Since the 1970s, cyclical increases in S. aureus infection have been noted in communities and hospitals. During the outbreak of S. aureus in North America in the 1950s and 1960s, it was firmly established as a healthcare-associated pathogen. MRSA was first identified in 1961, 2 years after methicillin was approved for treatment of S. aureus infection. MRSA infection rates continued to increase slowly but steadily in North America through the 1970s and 1980s. Regional variation in North America existed; certain areas had much higher rates of infection than others. By the late 1990s, MRSA infection reached epidemic proportions.


The MRSA epidemic of the late 1990s and early 2000s wasn't driven by an increase in healthcare transmission or sicker inpatients getting infected, but by a strain of MRSA that developed resistance to treatment-originally called community-associated MRSA. This name was discontinued after it was shown that, in some cases, the community strain and the healthcare-associated strain (albeit rarely) were both being transmitted in the community.1 The new strain became known as USA300. Despite headlines in the popular press, this strain didn't "escape" from hospitals; it developed independently in the community.2


The contact precautions conundrum

As press coverage of the outbreak gained in prominence, the search for answers became more pressing. There was a broad consensus that contact precautions for MRSA infections were necessary. This approach is still supported by the Healthcare Infection Control Practices Advisory Committee (HICPAC) guidelines, commonly known as the CDC guidelines.3 Contact precautions allow for a wide range of practice by facilities. However, questions surrounding the implementation of contact precautions still exist. This is, in part, because contact precautions have been associated with several negative outcomes. (See Table 1.)

Table 1: Contact pre... - Click to enlarge in new windowTable 1: Contact precautions review

Some studies have demonstrated that healthcare workers, including attending physicians, are half as likely to enter the rooms of (or examine) patients on contact precautions.4-6 Studies have also reported that patients in private rooms and on barrier precautions for a multidrug-resistant organism (MDRO), including MRSA, have increased anxiety and depression scores.7 A number of patients in other studies have reported significantly more preventable adverse events, greater dissatisfaction with their treatment, and less documented care than control patients who aren't in isolation.8,9 Other negative outcomes of contact precautions include the cost of personal protective equipment (PPE) and longer ED wait times.10 It's also been noted in the literature that patients on contact precautions have higher acquisition rates of other MDROs.11


According to the HICPAC guidelines, institutions are encouraged to develop their own strategies for MRSA colonized and/or infected patients. Some institutions require gowning and gloving for all staff entering the room of a patient on contact precautions for easier evaluation of staff adherence. Other institutions require gowning only when contact with the patient is expected or only in certain areas of the patient's room. This approach minimizes the costs of PPE. Ironically, in most cases, hand hygiene doesn't appear to increase in contact precaution rooms compared with noncontact precautions rooms.12


Active surveillance testing

After this point of theoretical, if not functional, agreement on the use of contact precautions for patients with MRSA, vigorous academic debate focused on other best practices, such as active surveillance testing (AST)-the screening of patients for MRSA on admittance, usually via nasal cultures. Some facilities targeted patients perceived to be at highest risk for MRSA, whereas others performed AST on all patients entering the facility. Through this method, additional patients with MRSA colonization can be identified and placed on contact precautions, which theoretically reduces MRSA transmission.
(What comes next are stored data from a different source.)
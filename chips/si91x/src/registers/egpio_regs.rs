// Licensed under the Apache License, Version 2.0 or the MIT License.
// SPDX-License-Identifier: Apache-2.0 OR MIT
// Copyright Tock Contributors 2022.

// Enhanced GPIO controller. EGPIO drives the high power pads and EGPIO1 the
// ULP pads; both expose the same register file.

use core::mem::{offset_of, size_of};

use tock_registers::registers::{ReadOnly, ReadWrite, WriteOnly};
use tock_registers::{register_bitfields, register_structs};

use crate::memory_map::Layout;

pub const EGPIO_PARAM_PINS: usize = 80;
pub const EGPIO_PARAM_PORTS: usize = 6;
pub const EGPIO_PARAM_PIN_INTERRUPTS: usize = 8;
pub const EGPIO_PARAM_GROUP_INTERRUPTS: usize = 4;
/// Pins per port.
pub const EGPIO_PARAM_PORT_WIDTH: u32 = 16;

register_structs! {
    pub PinConfigRegisters {
        (0x000 => pub gpio_config_reg: ReadWrite<u32, GPIO_CONFIG_REG::Register>),
        /// Pad level of a single pin
        (0x004 => pub bit_load_reg: ReadWrite<u32, BIT_LOAD_REG::Register>),
        (0x008 => pub word_load_reg: ReadWrite<u32, WORD_LOAD_REG::Register>),
        (0x00c => _reserved0),
        (0x010 => @END),
    },

    pub PortConfigRegisters {
        (0x000 => pub port_load_reg: ReadWrite<u32, PORT_LOAD_REG::Register>),
        (0x004 => pub port_set_reg: WriteOnly<u32, PORT_SET_REG::Register>),
        (0x008 => pub port_clear_reg: WriteOnly<u32, PORT_CLEAR_REG::Register>),
        (0x00c => pub port_masked_load_reg: ReadWrite<u32, PORT_MASKED_LOAD_REG::Register>),
        (0x010 => pub port_toggle_reg: WriteOnly<u32, PORT_TOGGLE_REG::Register>),
        (0x014 => pub port_read_reg: ReadOnly<u32, PORT_READ_REG::Register>),
        (0x018 => _reserved0),
        (0x040 => @END),
    },

    pub PinInterruptRegisters {
        (0x000 => pub gpio_intr_ctrl: ReadWrite<u32, GPIO_INTR_CTRL::Register>),
        (0x004 => pub gpio_intr_status: ReadWrite<u32, GPIO_INTR_STATUS::Register>),
        (0x008 => @END),
    },

    pub GroupInterruptRegisters {
        (0x000 => pub gpio_grp_intr_ctrl_reg: ReadWrite<u32, GPIO_GRP_INTR_CTRL_REG::Register>),
        (0x004 => pub gpio_grp_intr_sts: ReadWrite<u32, GPIO_GRP_INTR_STS::Register>),
        (0x008 => @END),
    },

    pub EgpioRegisters {
        (0x0000 => pub pin_config: [PinConfigRegisters; EGPIO_PARAM_PINS]),
        (0x0500 => _reserved0),
        (0x0800 => pub port_config: [PortConfigRegisters; EGPIO_PARAM_PORTS]),
        (0x0980 => _reserved1),
        (0x1000 => pub intr: [PinInterruptRegisters; EGPIO_PARAM_PIN_INTERRUPTS]),
        (0x1040 => _reserved2),
        (0x1080 => pub gpio_grp_intr: [GroupInterruptRegisters; EGPIO_PARAM_GROUP_INTERRUPTS]),
        (0x10a0 => @END),
    }
}

register_bitfields![u32,
    pub GPIO_CONFIG_REG [
        /// 1 = input
        DIRECTION OFFSET(0) NUMBITS(1) [
            Output = 0,
            Input = 1
        ],
        PORTMASK OFFSET(1) NUMBITS(1) [],
        /// Pad function select
        MODE OFFSET(2) NUMBITS(4) [],
        GROUP_INTERRUPT1_ENABLE OFFSET(8) NUMBITS(1) [],
        GROUP_INTERRUPT1_POLARITY OFFSET(9) NUMBITS(1) [],
        GROUP_INTERRUPT2_ENABLE OFFSET(10) NUMBITS(1) [],
        GROUP_INTERRUPT2_POLARITY OFFSET(11) NUMBITS(1) []
    ],
    pub BIT_LOAD_REG [
        BIT_LOAD OFFSET(0) NUMBITS(1) []
    ],
    pub WORD_LOAD_REG [
        WORD_LOAD OFFSET(0) NUMBITS(16) []
    ],
    pub PORT_LOAD_REG [
        PORT_LOAD OFFSET(0) NUMBITS(16) []
    ],
    pub PORT_SET_REG [
        PORT_SET OFFSET(0) NUMBITS(16) []
    ],
    pub PORT_CLEAR_REG [
        PORT_CLEAR OFFSET(0) NUMBITS(16) []
    ],
    /// Loads the pins whose `PORTMASK` bit is clear
    pub PORT_MASKED_LOAD_REG [
        PORT_MASKED_LOAD OFFSET(0) NUMBITS(16) []
    ],
    pub PORT_TOGGLE_REG [
        PORT_TOGGLE OFFSET(0) NUMBITS(16) []
    ],
    pub PORT_READ_REG [
        PORT_READ OFFSET(0) NUMBITS(16) []
    ],
    pub GPIO_INTR_CTRL [
        LEVEL_HIGH_ENABLE OFFSET(0) NUMBITS(1) [],
        LEVEL_LOW_ENABLE OFFSET(1) NUMBITS(1) [],
        RISE_EDGE_ENABLE OFFSET(2) NUMBITS(1) [],
        FALL_EDGE_ENABLE OFFSET(3) NUMBITS(1) [],
        MASK OFFSET(4) NUMBITS(1) [],
        PIN_NUMBER OFFSET(8) NUMBITS(4) [],
        PORT_NUMBER OFFSET(12) NUMBITS(2) []
    ],
    pub GPIO_INTR_STATUS [
        INTERRUPT_STATUS OFFSET(0) NUMBITS(1) [],
        RISE_EDGE_STATUS OFFSET(1) NUMBITS(1) [],
        FALL_EDGE_STATUS OFFSET(2) NUMBITS(1) [],
        MASK_SET OFFSET(3) NUMBITS(1) [],
        MASK_CLEAR OFFSET(4) NUMBITS(1) []
    ],
    pub GPIO_GRP_INTR_CTRL_REG [
        /// 0 = AND of the member pins, 1 = OR
        AND_OR OFFSET(0) NUMBITS(1) [],
        LEVEL_EDGE OFFSET(1) NUMBITS(1) [],
        ENABLE_WAKEUP OFFSET(2) NUMBITS(1) [],
        ENABLE_INTERRUPT OFFSET(3) NUMBITS(1) [],
        MASK OFFSET(4) NUMBITS(1) []
    ],
    pub GPIO_GRP_INTR_STS [
        INTERRUPT_STATUS OFFSET(0) NUMBITS(1) [],
        WAKEUP OFFSET(1) NUMBITS(1) [],
        MASK_SET OFFSET(3) NUMBITS(1) [],
        MASK_CLEAR OFFSET(4) NUMBITS(1) []
    ]
];

const _: () = assert!(size_of::<PinConfigRegisters>() == 0x10);
const _: () = assert!(size_of::<PortConfigRegisters>() == 0x40);
const _: () = assert!(offset_of!(EgpioRegisters, port_config) == 0x800);
const _: () = assert!(offset_of!(EgpioRegisters, gpio_grp_intr) == 0x1080);

pub static LAYOUT: Layout = layout!(EgpioRegisters {}
    clusters {
        pin_config[EGPIO_PARAM_PINS] => "PIN_CONFIG": PinConfigRegisters {
            gpio_config_reg => "GPIO_CONFIG_REG": u32, RW, GPIO_CONFIG_REG {
                DIRECTION: RW, PORTMASK: RW, MODE: RW, GROUP_INTERRUPT1_ENABLE: RW,
                GROUP_INTERRUPT1_POLARITY: RW, GROUP_INTERRUPT2_ENABLE: RW,
                GROUP_INTERRUPT2_POLARITY: RW
            };
            bit_load_reg => "BIT_LOAD_REG": u32, RW, BIT_LOAD_REG { BIT_LOAD: RW };
            word_load_reg => "WORD_LOAD_REG": u32, RW, WORD_LOAD_REG { WORD_LOAD: RW };
        };
        port_config[EGPIO_PARAM_PORTS] => "PORT_CONFIG": PortConfigRegisters {
            port_load_reg => "PORT_LOAD_REG": u32, RW, PORT_LOAD_REG { PORT_LOAD: RW };
            port_set_reg => "PORT_SET_REG": u32, WO, PORT_SET_REG { PORT_SET: WO };
            port_clear_reg => "PORT_CLEAR_REG": u32, WO, PORT_CLEAR_REG { PORT_CLEAR: WO };
            port_masked_load_reg => "PORT_MASKED_LOAD_REG": u32, RW, PORT_MASKED_LOAD_REG { PORT_MASKED_LOAD: RW };
            port_toggle_reg => "PORT_TOGGLE_REG": u32, WO, PORT_TOGGLE_REG { PORT_TOGGLE: WO };
            port_read_reg => "PORT_READ_REG": u32, RO, PORT_READ_REG { PORT_READ: RO };
        };
        intr[EGPIO_PARAM_PIN_INTERRUPTS] => "INTR": PinInterruptRegisters {
            gpio_intr_ctrl => "GPIO_INTR_CTRL": u32, RW, GPIO_INTR_CTRL {
                LEVEL_HIGH_ENABLE: RW, LEVEL_LOW_ENABLE: RW, RISE_EDGE_ENABLE: RW,
                FALL_EDGE_ENABLE: RW, MASK: RW, PIN_NUMBER: RW, PORT_NUMBER: RW
            };
            gpio_intr_status => "GPIO_INTR_STATUS": u32, RW, GPIO_INTR_STATUS {
                INTERRUPT_STATUS: RW, RISE_EDGE_STATUS: RO, FALL_EDGE_STATUS: RO,
                MASK_SET: WO, MASK_CLEAR: WO
            };
        };
        gpio_grp_intr[EGPIO_PARAM_GROUP_INTERRUPTS] => "GPIO_GRP_INTR": GroupInterruptRegisters {
            gpio_grp_intr_ctrl_reg => "GPIO_GRP_INTR_CTRL_REG": u32, RW, GPIO_GRP_INTR_CTRL_REG {
                AND_OR: RW, LEVEL_EDGE: RW, ENABLE_WAKEUP: RW, ENABLE_INTERRUPT: RW, MASK: RW
            };
            gpio_grp_intr_sts => "GPIO_GRP_INTR_STS": u32, RW, GPIO_GRP_INTR_STS {
                INTERRUPT_STATUS: RW, WAKEUP: RO, MASK_SET: WO, MASK_CLEAR: WO
            };
        };
    }
);

#[cfg(test)]
mod tests {
    use super::*;
    use tock_registers::interfaces::{ReadWriteable, Readable};
    use tock_registers::registers::InMemoryRegister;

    #[test]
    fn pin_mode_and_direction() {
        let config: InMemoryRegister<u32, GPIO_CONFIG_REG::Register> = InMemoryRegister::new(0);
        config.modify(GPIO_CONFIG_REG::MODE.val(6) + GPIO_CONFIG_REG::DIRECTION::Input);
        assert_eq!(config.get(), (6 << 2) | 1);
        assert_eq!(config.read(GPIO_CONFIG_REG::MODE), 6);
    }

    #[test]
    fn cluster_strides() {
        let strides: [(&str, usize, usize); 4] = [
            ("PIN_CONFIG", 0x0000, 0x10),
            ("PORT_CONFIG", 0x0800, 0x40),
            ("INTR", 0x1000, 0x08),
            ("GPIO_GRP_INTR", 0x1080, 0x08),
        ];
        for (cluster, (name, offset, stride)) in LAYOUT.clusters.iter().zip(strides) {
            assert_eq!(cluster.name, name);
            assert_eq!(cluster.offset, offset);
            assert_eq!(cluster.stride, stride);
        }
        assert_eq!(LAYOUT.size, 0x10a0);
    }

    #[test]
    fn port_registers_name_their_pins_field() {
        let port = &LAYOUT.clusters[1];
        for name in ["LOAD", "SET", "CLEAR", "MASKED_LOAD", "TOGGLE", "READ"] {
            let reg = port.register(&format!("PORT_{}_REG", name)).unwrap();
            let field = reg.field(&format!("PORT_{}", name)).unwrap();
            assert_eq!(field.mask(), 0xffff);
            assert!(reg.field("PINS").is_err());
        }
        let masked = port.register("PORT_MASKED_LOAD_REG").unwrap();
        assert_eq!(masked.offset, 0x0c);
    }
}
The Netherlands and other Scandinavian countries adopted this "search and destroy" approach to MRSA and had very low MRSA infection rates compared with nations that weren't using AST.13 A study of AST use in a large number of U.S. facilities was conducted and the results also indicated MRSA reduction.14 In 2003, the Society for Healthcare Epidemiology of America (SHEA) issued guidelines recommending AST for detecting MRSA.13


Some facilities embraced AST as a best practice; others pointed to deficiencies published in the literature, noting that MRSA occurred more often in settings where AST was practiced. Still others discussed the increased costs associated with the additional testing. In 1 weeks' time, two contradictory articles on AST were published in high-impact medical journals.15,16 But the preponderance of data was slowly building on one side of the argument.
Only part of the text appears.